[Stored data entries]
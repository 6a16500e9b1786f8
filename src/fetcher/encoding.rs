//! Body decoding. Older sites are often served as Latin-1 or windows-1252
//! with only a `<meta>` declaration to say so.

use encoding_rs::{Encoding, UTF_8};
use regex::Regex;
use std::sync::LazyLock;

/// How far into the body a `<meta>` charset declaration is looked for
const SNIFF_BYTES: usize = 1024;

static HEADER_CHARSET: LazyLock<Regex> = LazyLock::new(|| {
    Regex::new(r#"(?i)charset\s*=\s*["']?([^"'\s;]+)"#).expect("HEADER_CHARSET regex")
});

static META_CHARSET: LazyLock<Regex> = LazyLock::new(|| {
    Regex::new(r#"(?i)<meta[^>]+charset\s*=\s*["']?([^"'\s/>;]+)"#).expect("META_CHARSET regex")
});

/// Pick the body encoding: `Content-Type` charset first, then a `<meta charset>`
/// or `http-equiv` declaration near the top of the page, else UTF-8.
pub fn detect_encoding(content_type: Option<&str>, body: &[u8]) -> &'static Encoding {
    if let Some(encoding) = content_type.and_then(|ct| label_in(&HEADER_CHARSET, ct)) {
        return encoding;
    }

    let head = String::from_utf8_lossy(&body[..body.len().min(SNIFF_BYTES)]);
    label_in(&META_CHARSET, &head).unwrap_or(UTF_8)
}

/// Decode `body` to text. Bytes that are invalid in the chosen encoding
/// become U+FFFD.
pub fn decode_body(content_type: Option<&str>, body: &[u8]) -> String {
    let encoding = detect_encoding(content_type, body);
    let (text, used, had_errors) = encoding.decode(body);
    if had_errors {
        log::debug!("body had bytes invalid in {}", used.name());
    }
    text.into_owned()
}

fn label_in(pattern: &Regex, haystack: &str) -> Option<&'static Encoding> {
    let label = pattern.captures(haystack)?.get(1)?.as_str();
    Encoding::for_label(label.as_bytes())
}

**REQUIRED ACTION:**
If a line in the entries above holds the word "expect", count it; then report the total alone.

**ANSWER SPACE:**
2